Which Felix does using the *same* notation as used to fetch a component value, only applied to a pointer to the product type instead of the product type.

var x = 1,2;
var x2 = x.1;              // x2 == 2
var px2 = &x . 1;       // points to second component of x
px2 <- 42; // x == (1,42) now


This machinery is the same as used by C for arrays, however C cannot do this for structs, you have to use offsetof macro. C++ has pointers to members which can do this in a well typed way, however you cannot add pointers to members.

Since Felix uses projection functions, adding offsets is done by functional composition. This is what I mean by saying it's purely functional. All the address calculations are purely functional. Of course when you do a mutation using a pointer its obviously imperative code.

I should explain: there is no problem with variables having addresses.

The problem is that a variable might contain a value of a tuple type such as 3 * 4 * 5 which is a single machine word because its a compact linear type.

Now projections for values:

var x = (1, "Hello"); // type int * string
var i = x.0; // projection 0
var s = x.1; // projection 1

and the same notation for pointers:

var pi = &x . 0; // pointer to int type &int
pi

See? The projection is a PAIR of functions, one applies to a value of some type and one to a pointer. This lets us modify a component of a tuple stored in a variable by calculating the component's address from the variables address.

So now consider:

var clt = (true, false);

True and false are type bool which is 2, so clt is type 2 * 2 which is compact linear and so clt is a 64 bit integer with the low two bits holding the value.

But the bits aren't addressable. So whilst the value projections are OK, the pointer projections don't currently exist.

This is no problem with concrete types. The problem comes with polymorphism.
We don't know if

T * U

is compact linear or not. We can't disallow addressing the components if its not and we can't allow it if they are.

Which means the type system is unsound. (Or incomplete).

My point about (not) needing to invent a whole new language is that usually some other language is already coping with the requirement. (I won't say "solving the problem", because very often "the probelm" is asking the wrong question.) So:

And hence the problem: bitfields or more generally compact linear type components are not addressable by a single machine address.

Have you looked at BCPL's SELECTOR and BYTE constructors (and corresponding operators)? Here http://rabbit.eng.miami.edu/info/bcpl_reference_manual.pdf sections 2.14 and 4.6 for assignment thereto.

Beware that although BCPL is regarded as a precursor to C, it is considerably more 'close to the metal'. (I'm thinking that's a Good Thing in the case you're asking about.)

In particular, BCPL is completely untyped: all rvalues are whole words.
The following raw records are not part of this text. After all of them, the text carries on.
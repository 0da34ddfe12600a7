// src/models/analytics.rs

use serde::Serialize;

use crate::models::attempt::AttemptDetail;

/// Aggregate statistics over every stored attempt for one quiz.
#[derive(Debug, Clone, Serialize)]
pub struct AnalyticsReport {
    pub quiz_id: i64,
    pub quiz_title: String,
    pub total_points: i32,

    /// Size of the learner roster.
    pub total_learners: i64,
    /// Raw number of stored attempts, retakes included.
    pub attempt_count: i64,
    /// Distinct learners with at least one attempt.
    pub attempted_count: i64,
    pub not_attempted: i64,

    pub average_score: f64,
    pub max_score: i32,
    pub min_score: i32,
    /// Share of the roster that attempted the quiz, in percent.
    pub success_rate: f64,

    pub attempts: Vec<AttemptDetail>,
}
use crate::{
    config::Config,
    services::{
        analytics::Analytics, attempts::AttemptLog, catalog::QuizCatalog, coursework::Coursework,
        faculty::FacultyDirectory, roster::Roster,
    },
    store::{AttemptPolicy, Store},
};
use axum::extract::FromRef;

#[derive(Clone)]
pub struct AppState {
    pub store: Store,
    pub config: Config,
}

impl AppState {
    pub fn new(store: Store, config: Config) -> Self {
        Self { store, config }
    }
}

impl FromRef<AppState> for Config {
    fn from_ref(state: &AppState) -> Self {
        state.config.clone()
    }
}

impl FromRef<AppState> for QuizCatalog {
    fn from_ref(state: &AppState) -> Self {
        QuizCatalog::new(state.store.quizzes.clone())
    }
}

impl FromRef<AppState> for AttemptLog {
    fn from_ref(state: &AppState) -> Self {
        AttemptLog::new(
            &state.store,
            AttemptPolicy::from_flag(state.config.allow_retakes),
        )
    }
}

impl FromRef<AppState> for Analytics {
    fn from_ref(state: &AppState) -> Self {
        Analytics::new(&state.store)
    }
}

impl FromRef<AppState> for Roster {
    fn from_ref(state: &AppState) -> Self {
        Roster::new(state.store.learners.clone())
    }
}

impl FromRef<AppState> for Coursework {
    fn from_ref(state: &AppState) -> Self {
        Coursework::new(&state.store)
    }
}

impl FromRef<AppState> for FacultyDirectory {
    fn from_ref(state: &AppState) -> Self {
        FacultyDirectory::new(state.store.faculty.clone())
    }
}
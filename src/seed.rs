// src/seed.rs

use crate::{
    error::AppError,
    models::quiz::{CreateQuestionRequest, CreateQuizRequest},
    services::catalog::QuizCatalog,
};

/// Author label stored on seeded quizzes.
const SEED_AUTHOR: &str = "system";

/// Seeds the catalog with a few starter quizzes when it is empty.
/// Returns how many quizzes were created; 0 means the catalog already had content.
pub async fn seed_sample_quizzes(catalog: &QuizCatalog) -> Result<usize, AppError> {
    if !catalog.list_quizzes().await?.is_empty() {
        return Ok(0);
    }

    let quizzes = sample_quizzes();
    let count = quizzes.len();
    for quiz in quizzes {
        catalog.create_quiz(quiz).await?;
    }

    Ok(count)
}

fn question(prompt: &str, options: &[&str], correct: i32, points: i32) -> CreateQuestionRequest {
    CreateQuestionRequest {
        prompt: prompt.to_string(),
        options: options.iter().map(|o| o.to_string()).collect(),
        correct_answer: Some(correct),
        points: Some(points),
    }
}

fn sample_quizzes() -> Vec<CreateQuizRequest> {
    vec![
        CreateQuizRequest {
            title: "Ownership Basics".to_string(),
            description: Some("Moves, borrows and lifetimes.".to_string()),
            created_by: Some(SEED_AUTHOR.to_string()),
            questions: vec![
                question(
                    "What happens to a String after it is moved into a function?",
                    &["It is copied", "The caller can no longer use it", "It becomes 'static"],
                    1,
                    2,
                ),
                question(
                    "How many mutable references to a value may exist at once?",
                    &["One", "Two", "Unlimited"],
                    0,
                    2,
                ),
                question(
                    "Which trait lets a type be duplicated implicitly?",
                    &["Clone", "Copy", "Default", "Send"],
                    1,
                    1,
                ),
            ],
            time_limit: Some(15),
        },
        CreateQuizRequest {
            title: "Error Handling".to_string(),
            description: Some("Result, Option and the ? operator.".to_string()),
            created_by: Some(SEED_AUTHOR.to_string()),
            questions: vec![
                question(
                    "What does the ? operator do on an Err value?",
                    &["Panics", "Returns it early from the function", "Ignores it"],
                    1,
                    3,
                ),
                question(
                    "Which method turns an Option into a Result?",
                    &["ok_or", "unwrap_or", "map"],
                    0,
                    2,
                ),
            ],
            time_limit: None,
        },
    ]
}

#[cfg(test)]
mod tests {
    use super::*;
    use crate::store::MemoryStore;
    use std::sync::Arc;

    #[tokio::test]
    async fn seeds_empty_catalog_once() {
        let catalog = QuizCatalog::new(Arc::new(MemoryStore::default()));

        let first = seed_sample_quizzes(&catalog).await.unwrap();
        let second = seed_sample_quizzes(&catalog).await.unwrap();

        assert_eq!(first, 2);
        assert_eq!(second, 0);

        let listed = catalog.list_quizzes().await.unwrap();
        assert_eq!(listed.len(), 2);
        assert!(listed.iter().any(|q| q.title == "Ownership Basics" && q.total_points == 5));
    }
}
// src/models/learner.rs

use chrono::{DateTime, Utc};
use serde::{Deserialize, Serialize};
use sqlx::FromRow;
use validator::Validate;

/// Represents the 'learners' table in the database.
#[derive(Debug, Clone, PartialEq, FromRow, Serialize, Deserialize)]
pub struct Learner {
    pub id: i64,
    pub name: String,
    /// Unique across the roster.
    pub email: String,
    pub department: Option<String>,
    pub created_at: DateTime<Utc>,
}

/// A learner that has passed validation and is ready to be stored.
#[derive(Debug, Clone)]
pub struct NewLearner {
    pub name: String,
    pub email: String,
    pub department: Option<String>,
}

/// DTO for enrolling a learner.
#[derive(Debug, Clone, Default, Deserialize, Validate)]
pub struct CreateLearnerRequest {
    #[serde(default)]
    #[validate(length(
        min = 1,
        max = 100,
        message = "Name length must be between 1 and 100 characters."
    ))]
    pub name: String,
    #[serde(default)]
    #[validate(email(message = "A valid email address is required."))]
    pub email: String,
    #[validate(length(max = 100))]
    pub department: Option<String>,
}
// src/services/coursework.rs

use std::{collections::HashSet, sync::Arc};

use chrono::{DateTime, Duration, Utc};
use validator::Validate;

use crate::{
    config::{DEFAULT_SUBMISSION_CONTENT, REMINDER_WINDOW_HOURS},
    error::AppError,
    models::assignment::{
        Assignment, AssignmentStats, CreateAssignmentRequest, NewAssignment, NewSubmission,
        ReminderNotice, Submission, SubmissionDetail, SubmitAssignmentRequest,
    },
    services::grading::percent_of,
    store::{AssignmentRepository, FacultyRoster, LearnerRoster, Store},
    utils::html::clean_html,
};

/// Assignment posting, submission and deadline tracking.
#[derive(Clone)]
pub struct Coursework {
    assignments: Arc<dyn AssignmentRepository>,
    learners: Arc<dyn LearnerRoster>,
    faculty: Arc<dyn FacultyRoster>,
}

impl Coursework {
    pub fn new(store: &Store) -> Self {
        Self {
            assignments: store.assignments.clone(),
            learners: store.learners.clone(),
            faculty: store.faculty.clone(),
        }
    }

    pub async fn create_assignment(
        &self,
        req: CreateAssignmentRequest,
    ) -> Result<Assignment, AppError> {
        req.validate()?;

        let deadline = req
            .deadline
            .ok_or(AppError::Validation("Deadline is required".to_string()))?;
        let title = req.title.trim().to_string();
        let description = clean_html(&req.description);
        let created_by = req.created_by.trim().to_lowercase();
        if title.is_empty() || description.is_empty() || created_by.is_empty() {
            return Err(AppError::Validation("All fields are required".to_string()));
        }

        // The author must be a registered faculty member.
        self.faculty
            .find_faculty_by_email(&created_by)
            .await?
            .ok_or_else(|| AppError::NotFound(format!("Faculty '{}' not found", created_by)))?;

        let assignment = self
            .assignments
            .insert_assignment(NewAssignment {
                title,
                description,
                deadline,
                created_by,
            })
            .await?;

        tracing::info!(
            assignment_id = assignment.id,
            deadline = %assignment.deadline,
            "Assignment posted: {}",
            assignment.title
        );

        Ok(assignment)
    }

    pub async fn list_assignments(&self) -> Result<Vec<Assignment>, AppError> {
        self.assignments.list_assignments().await
    }

    /// One submission per learner and assignment; a second one is a conflict.
    pub async fn submit(
        &self,
        assignment_id: i64,
        req: SubmitAssignmentRequest,
    ) -> Result<Submission, AppError> {
        req.validate()?;

        let learner_id = req
            .learner_id
            .ok_or(AppError::Validation("learner_id is required".to_string()))?;

        self.require_assignment(assignment_id).await?;
        self.learners
            .find_learner(learner_id)
            .await?
            .ok_or(AppError::NotFound("Learner not found".to_string()))?;

        let content = req
            .content
            .map(|c| clean_html(&c))
            .filter(|c| !c.is_empty())
            .unwrap_or_else(|| DEFAULT_SUBMISSION_CONTENT.to_string());

        let submission = self
            .assignments
            .insert_submission(NewSubmission {
                learner_id,
                assignment_id,
                content,
            })
            .await?;

        tracing::info!(
            submission_id = submission.id,
            learner_id,
            assignment_id,
            "Assignment submitted"
        );

        Ok(submission)
    }

    pub async fn submissions_for_assignment(
        &self,
        assignment_id: i64,
    ) -> Result<Vec<SubmissionDetail>, AppError> {
        self.require_assignment(assignment_id).await?;
        self.assignments.submissions_for_assignment(assignment_id).await
    }

    pub async fn submissions_for_learner(
        &self,
        learner_id: i64,
    ) -> Result<Vec<SubmissionDetail>, AppError> {
        self.learners
            .find_learner(learner_id)
            .await?
            .ok_or(AppError::NotFound("Learner not found".to_string()))?;
        self.assignments.submissions_for_learner(learner_id).await
    }

    pub async fn assignment_stats(&self, assignment_id: i64) -> Result<AssignmentStats, AppError> {
        let assignment = self.require_assignment(assignment_id).await?;
        let submissions = self.assignments.submissions_for_assignment(assignment_id).await?;
        let learners = self.learners.list_learners().await?;

        let submitted: HashSet<i64> = submissions.iter().map(|s| s.submission.learner_id).collect();
        let not_submitted: Vec<_> = learners
            .into_iter()
            .filter(|l| !submitted.contains(&l.id))
            .collect();

        let submitted_count = submitted.len() as i64;
        let total_learners = submitted_count + not_submitted.len() as i64;

        Ok(AssignmentStats {
            assignment_id: assignment.id,
            assignment_title: assignment.title,
            total_learners,
            submitted_count,
            not_submitted_count: not_submitted.len() as i64,
            submission_rate: percent_of(submitted_count as f64, total_learners as f64),
            submissions,
            not_submitted,
        })
    }

    /// Learners who have not submitted an assignment due within the reminder window.
    pub async fn pending_reminders(
        &self,
        now: DateTime<Utc>,
    ) -> Result<Vec<ReminderNotice>, AppError> {
        let due = self
            .assignments
            .assignments_due_between(now, now + Duration::hours(REMINDER_WINDOW_HOURS))
            .await?;
        if due.is_empty() {
            return Ok(Vec::new());
        }

        let learners = self.learners.list_learners().await?;
        let mut notices = Vec::new();

        for assignment in due {
            let submitted: HashSet<i64> = self
                .assignments
                .submissions_for_assignment(assignment.id)
                .await?
                .iter()
                .map(|s| s.submission.learner_id)
                .collect();

            notices.extend(
                learners
                    .iter()
                    .filter(|l| !submitted.contains(&l.id))
                    .map(|l| ReminderNotice {
                        assignment_id: assignment.id,
                        assignment_title: assignment.title.clone(),
                        deadline: assignment.deadline,
                        learner_id: l.id,
                        learner_name: l.name.clone(),
                        learner_email: l.email.clone(),
                    }),
            );
        }

        tracing::info!(count = notices.len(), "Pending reminders computed");

        Ok(notices)
    }

    async fn require_assignment(&self, id: i64) -> Result<Assignment, AppError> {
        self.assignments
            .find_assignment(id)
            .await?
            .ok_or(AppError::NotFound("Assignment not found".to_string()))
    }
}
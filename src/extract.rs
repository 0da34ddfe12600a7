// src/extract.rs

//! Extractors whose rejections go through `AppError`, so malformed requests
//! get the same `{error, kind}` body as every other failure.

use axum::extract::{FromRequest, FromRequestParts};

use crate::error::AppError;

/// `axum::Json` with rejections reported as `AppError::Validation`.
#[derive(FromRequest)]
#[from_request(via(axum::Json), rejection(AppError))]
pub struct AppJson<T>(pub T);

/// `axum::extract::Path` with rejections reported as `AppError::Validation`.
#[derive(FromRequestParts)]
#[from_request(via(axum::extract::Path), rejection(AppError))]
pub struct AppPath<T>(pub T);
It is up to the operator/function as to how that value is treated: INT or CHAR or STRING -- which is a pointer to a VEC. A VEC might contain CHARs one-per-word, or pack them several to a word; that's not type-checked: it's up to the program to treat the VEC consistently.

Pointers are again just whole-word rvalues. So BCPL needs distinct operators to apply a SELECTOR vs a BYTE vs mere dereferencing (monadic !) vs offset dereference (dyadic ! -- for example to index VECs).

Note in that manual section 4.5 'LEFT HAND SIDE FUNCTION APPLICATION', any function can appear on LHS of assignment. For the function/procedure definition, there's a library routine LHS() the function can call to determine whether it's selecting or updating -- the result for LHS() is planted by the compiler.

### Solved

Ok, thanks to everyone who look at this. I think i have a solution. I don't like it.

I can use a machine word for ordinary pointers, and 4 machine words for a pointer to a compact linear type. The only problem is that at present the compact linear type 2 is identical to C bool. I have to make them distinct. This is the only type affected. The current model is wrong anyhow since a compact linear type is 64 bits and a C++ bool is a single byte.

This change will break some code. But that's better than an unsound type system.